Wednesday, November 29, 2006

Refactoring Rails Code

Today I had a request for a code sample. I kind of went overboard with it and sent three samples. The first, I won't describe it yet. The second was my JavaScript Matrix falling text effect from 2004. The third was some code from a recent project which had some very cool aspects, but in the process of submitting it, I noticed some flaws, and they've been bugging me for hours, so I'm going to clean them up here, and blog it, and maybe it's going to be interesting.

Before I go any further, tho, Blogger seems to be doing all kinds of things that are making this a bit inconvenient, like going insane whenever it sees a less-than sign. So I had to use ? for less-than.

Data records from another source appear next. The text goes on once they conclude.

//! Split long extractions into bounded chunks run concurrently.
//!
//! A chunk is a slice of table rows, or a slice of an explicit tag list.
//! Chunks run on a `JoinSet` with at most `max_concurrency` in flight, and
//! their results are concatenated in chunk order so the output matches an
//! unchunked run. The first failing chunk cancels the rest.

use crate::condense::CondensedTable;
use crate::error::{Error, Result};
use crate::extract::{
    CalcSummaryArgs, ExtractTarget, ExtractionFrame, Extractor, InterpolatedArgs, PlotArgs,
    RecordedArgs, SummaryArgs,
};
use crate::hierarchy::HierarchyTable;
use crate::table::{Table, Tabular};
use crate::tags::{TagSet, TagSpec};
use chrono_tz::Tz;
use diagnostics::*;
use std::sync::Arc;
use tokio::sync::Semaphore;
use tokio::task::JoinSet;
use tokio_util::sync::CancellationToken;

/// Either table an extraction can target.
#[derive(Debug, Clone)]
pub enum TargetTable {
    Hierarchy(HierarchyTable),
    Condensed(CondensedTable),
}

impl Tabular for TargetTable {
    fn table(&self) -> &Table {
        match self {
            TargetTable::Hierarchy(h) => h.table(),
            TargetTable::Condensed(c) => c.table(),
        }
    }
}

impl ExtractTarget for TargetTable {
    fn display_tz(&self) -> Tz {
        match self {
            TargetTable::Hierarchy(h) => h.display_tz(),
            TargetTable::Condensed(c) => c.display_tz(),
        }
    }

    fn extraction_frame(&self) -> Result<ExtractionFrame> {
        match self {
            TargetTable::Hierarchy(h) => h.extraction_frame(),
            TargetTable::Condensed(c) => c.extraction_frame(),
        }
    }
}

impl From<HierarchyTable> for TargetTable {
    fn from(table: HierarchyTable) -> Self {
        TargetTable::Hierarchy(table)
    }
}

impl From<CondensedTable> for TargetTable {
    fn from(table: CondensedTable) -> Self {
        TargetTable::Condensed(table)
    }
}

/// What gets split into chunks.
#[derive(Debug, Clone)]
pub enum ChunkSource {
    /// Chunk the rows of a hierarchy table.
    Hierarchy(HierarchyTable),
    /// Chunk the rows of a condensed table.
    Condensed(CondensedTable),
    /// Chunk an explicit tag list; every chunk runs over all of `target`.
    Tags { target: TargetTable, tags: TagSet },
}

impl ChunkSource {
    fn len(&self) -> usize {
        match self {
            ChunkSource::Hierarchy(h) => h.num_rows(),
            ChunkSource::Condensed(c) => c.num_rows(),
            ChunkSource::Tags { tags, .. } => tags.len(),
        }
    }
}

#[derive(Debug, Clone)]
pub enum Operation {
    Interpolated { tags: TagSpec, args: InterpolatedArgs },
    Summary { tags: TagSpec, args: SummaryArgs },
    CalcSummary(CalcSummaryArgs),
    ContinuousInterpolated { tags: TagSpec, args: InterpolatedArgs },
    Recorded { tags: TagSpec, args: RecordedArgs },
    Plot { tags: TagSpec, args: PlotArgs },
}

impl Operation {
    pub fn name(&self) -> &'static str {
        match self {
            Operation::Interpolated { .. } => "interpolated",
            Operation::Summary { .. } => "summary",
            Operation::CalcSummary(_) => "calc_summary",
            Operation::ContinuousInterpolated { .. } => "continuous_interpolated",
            Operation::Recorded { .. } => "recorded",
            Operation::Plot { .. } => "plot",
        }
    }

    /// Operations whose output for a row depends only on that row.
    pub fn is_chunkable(&self) -> bool {
        matches!(
            self,
            Operation::Interpolated { .. } | Operation::Summary { .. } | Operation::CalcSummary(_)
        )
    }

    fn with_tags(&self, tags: TagSet) -> Result<Self> {
        let spec = TagSpec::Resolved(tags);
        match self {
            Operation::Interpolated { args, .. } => Ok(Operation::Interpolated {
                tags: spec,
                args: args.clone(),
            }),
            Operation::Summary { args, .. } => Ok(Operation::Summary {
                tags: spec,
                args: args.clone(),
            }),
            other => Err(Error::InvalidArgument(format!(
                "{} cannot be chunked over tags",
                other.name()
            ))),
        }
    }

    async fn run(&self, extractor: &Extractor, target: &TargetTable) -> Result<Table> {
        match self {
            Operation::Interpolated { tags, args } => {
                extractor.interpolated_extract(target, tags, args).await
            }
            Operation::Summary { tags, args } => extractor.summary_extract(target, tags, args).await,
            Operation::CalcSummary(args) => extractor.calc_summary_extract(target, args).await,
            other => Err(Error::UnsupportedOperation(other.name().to_string())),
        }
    }
}

struct Chunk {
    index: usize,
    target: TargetTable,
    operation: Operation,
}

fn plan(source: ChunkSource, operation: &Operation, chunk_size: usize) -> Result<Vec<Chunk>> {
    let len = source.len();
    let starts: Vec<usize> = if len == 0 {
        vec![0]
    } else {
        (0..len).step_by(chunk_size).collect()
    };
    let chunks = match source {
        ChunkSource::Hierarchy(h) => starts
            .into_iter()
            .enumerate()
            .map(|(index, offset)| Chunk {
                index,
                target: TargetTable::Hierarchy(h.slice(offset, chunk_size)),
                operation: operation.clone(),
            })
            .collect(),
        ChunkSource::Condensed(c) => starts
            .into_iter()
            .enumerate()
            .map(|(index, offset)| Chunk {
                index,
                target: TargetTable::Condensed(c.slice(offset, chunk_size)),
                operation: operation.clone(),
            })
            .collect(),
        ChunkSource::Tags { target, tags } => {
            let parts = if tags.is_empty() {
                vec![tags]
            } else {
                tags.chunks(chunk_size)
            };
            parts
                .into_iter()
                .enumerate()
                .map(|(index, part)| {
                    Ok(Chunk {
                        index,
                        target: target.clone(),
                        operation: operation.with_tags(part)?,
                    })
                })
                .collect::<Result<_>>()?
        }
    };
    Ok(chunks)
}

pub struct ChunkedRunner {
    extractor: Extractor,
    cancel: CancellationToken,
}

impl ChunkedRunner {
    pub fn new(extractor: Extractor) -> Self {
        Self {
            extractor,
            cancel: CancellationToken::new(),
        }
    }

    /// Run under an externally owned token; cancelling it stops every chunk.
    #[must_use]
    pub fn with_cancellation(mut self, cancel: CancellationToken) -> Self {
        self.cancel = cancel;
        self
    }

    pub fn cancellation_token(&self) -> CancellationToken {
        self.cancel.clone()
    }

    pub async fn run(&self, source: ChunkSource, operation: Operation, chunk_size: usize) -> Result<Table> {
        if !operation.is_chunkable() {
            return Err(Error::UnsupportedOperation(format!(
                "{} cannot be chunked",
                operation.name()
            )));
        }
        if chunk_size == 0 {
            return Err(Error::InvalidArgument("chunk size must be at least 1".to_string()));
        }
        // a zero permit count would park every chunk forever
        self.extractor.config().validate()?;

        let chunks = plan(source, &operation, chunk_size)?;
        let count = chunks.len();
        let limit = self.extractor.config().max_concurrency;
        let op = operation.name();
        info!(
            "Running {op} in {count} chunks of up to {chunk_size}, {limit} at a time",
            op: op,
            count: count,
            chunk_size: chunk_size,
            limit: limit
        );

        let run_token = self.cancel.child_token();
        let permits = Arc::new(Semaphore::new(limit));
        let mut tasks: JoinSet<(usize, Result<Table>)> = JoinSet::new();
        for chunk in chunks {
            let extractor = self.extractor.clone();
            let token = run_token.clone();
            let permits = permits.clone();
            tasks.spawn(async move {
                let index = chunk.index;
                let result = tokio::select! {
                    biased;
                    _ = token.cancelled() => Err(Error::Cancelled),
                    result = async {
                        let _permit = permits.acquire_owned().await.map_err(|_| Error::Cancelled)?;
                        chunk.operation.run(&extractor, &chunk.target).await
                    } => result,
                };
                (index, result)
            });
        }

        let mut slots: Vec<Option<Table>> = vec![None; count];
        let mut failure: Option<Error> = None;
        while let Some(joined) = tasks.join_next().await {
            match joined {
                Ok((index, Ok(table))) => slots[index] = Some(table),
                Ok((_, Err(Error::Cancelled))) => {}
                Ok((index, Err(error))) => {
                    if failure.is_none() {
                        let error_str = error.to_string();
                        warn!("Chunk {index} failed, cancelling the rest: {error_str}", index: index, error_str: error_str);
                        failure = Some(Error::Chunk {
                            index,
                            source: Box::new(error),
                        });
                        run_token.cancel();
                    }
                }
                Err(join_error) => {
                    if failure.is_none() {
                        let error_str = join_error.to_string();
                        error!("Chunk worker failed: {error_str}", error_str: error_str);
                        failure = Some(Error::Worker(error_str));
                        run_token.cancel();
                    }
                }
            }
        }

        if let Some(error) = failure {
            return Err(error);
        }
        let tables: Vec<Table> = slots.into_iter().collect::<Option<_>>().ok_or(Error::Cancelled)?;
        debug!("Concatenating {count} chunk results", count: count);
        Ok(Table::concat(&tables))
    }
}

Anyway, here's the original code:

# http://justinfrench.com/index.php?id=122
class UserAreaController ? ApplicationController

def index
end

def drugs
end

def genes
end

def references
end

def render_drugs
drugs, genes = tokenize(params[:function_call])
drugnames = []
drugs.each do |drug|
if drug.is_a? Array
drugnames.push(drug[0])
end
end
# this creates an instance var for each involvement type; e.g., Inducer --> @inducers
Interaction.find(:all, :include => "drug").group_by(&:involvement_type).each do |involvement, list|
list.reject! {|interaction| not drugnames.include? interaction.drug.name.downcase}
instance_variable_set( "@#{involvement.downcase.pluralize}", create_drug_links(list) )
end
end

def render_genes
# we only want to see genes shown in the Flash display
drugs, genes = tokenize(params[:function_call])
all_genes = Gene.find_all
genes_in_display = []
genes.each do |gene|
genes_in_display.push(all_genes.reject {|x| x.name != gene})
end
# hack! the above returns an array of arrays, this fixes it...
@genes = []
genes_in_display.each {|x| @genes.push(x[0])}
end

def render_references
# whatever the central thing in the Flash display is, we only
# want to see references for that
drugs, genes = tokenize(params[:function_call])
@references = []
case params[:function_call][0..0]
when "p" # patients diagram
when "g" # genes diagram
@references = Gene.find_by_name(genes[0]).referencelinks
when "d" # drugs diagram
@references = Drug.find_by_name(drugs[0]).referencelinks
end
end

private
def tokenize(function_call)
drugs = []
genes = []
case function_call[0..0]
when "p" # patients diagram
function_call.scan(/name:'([^']+)',interaction:'([^']+)/).each do |name, interaction|
drugs.push(name)
end
when "g" # genes diagram
matchdata = function_call.match(/geneDrugDiagram\('(.+)',\[/)
genes.push(matchdata[1][3..99])
function_call.scan(/name:'([^']+)',interaction:'([^']+)/).each do |name, interaction|
drugs.push([name, interaction])
end
when "d" # drugs diagram
matchdata = function_call.match(/drugGeneDrugDiagram\('(.+)',\[/)
drugs.push(matchdata[1])
function_call.scan(/name:'([^']+)',interaction:'([^']+)/).each do |name, interaction|
case name
when /CYP|PGP|UGT/ # use phase to identify genes, then...
genes.push(name[3..99]) # remove phase, irrelevant for our purposes here
else
drugs.push([name, interaction])
end
end
end
return drugs, genes
end

end


The first change I made was kind of a show-off thing, using Procs.


case function_call[0..0]
when "p" # patients diagram
get = Proc.new {|name, interaction| drugs.push(name)}
when "g" # genes diagram
matchdata = function_call.match(/geneDrugDiagram\('(.+)',\[/)
genes.push(matchdata[1][3..99])
get = Proc.new {|name, interaction| drugs.push([name, interaction])}
when "d" # drugs diagram
matchdata = function_call.match(/drugGeneDrugDiagram\('(.+)',\[/)
drugs.push(matchdata[1])
get = Proc.new do |name, interaction|
case name
when /CYP|PGP|UGT/ # use phase to identify genes, then...
genes.push(name[3..99]) # remove phase, irrelevant for our purposes here
else
drugs.push([name, interaction])
end
end
end
function_call.scan(/name:'([^']+)',interaction:'([^']+)/).each &get
return drugs, genes
end


This eliminates the repetition of the regular expression. Good thing. But as soon as I did it, I realized it would be nicer if I could do something like:


function_call.scan(/name:'([^']+)',interaction:'([^']+)/).each filter


...where filter would be a method just returning whichever Proc was most appropriate.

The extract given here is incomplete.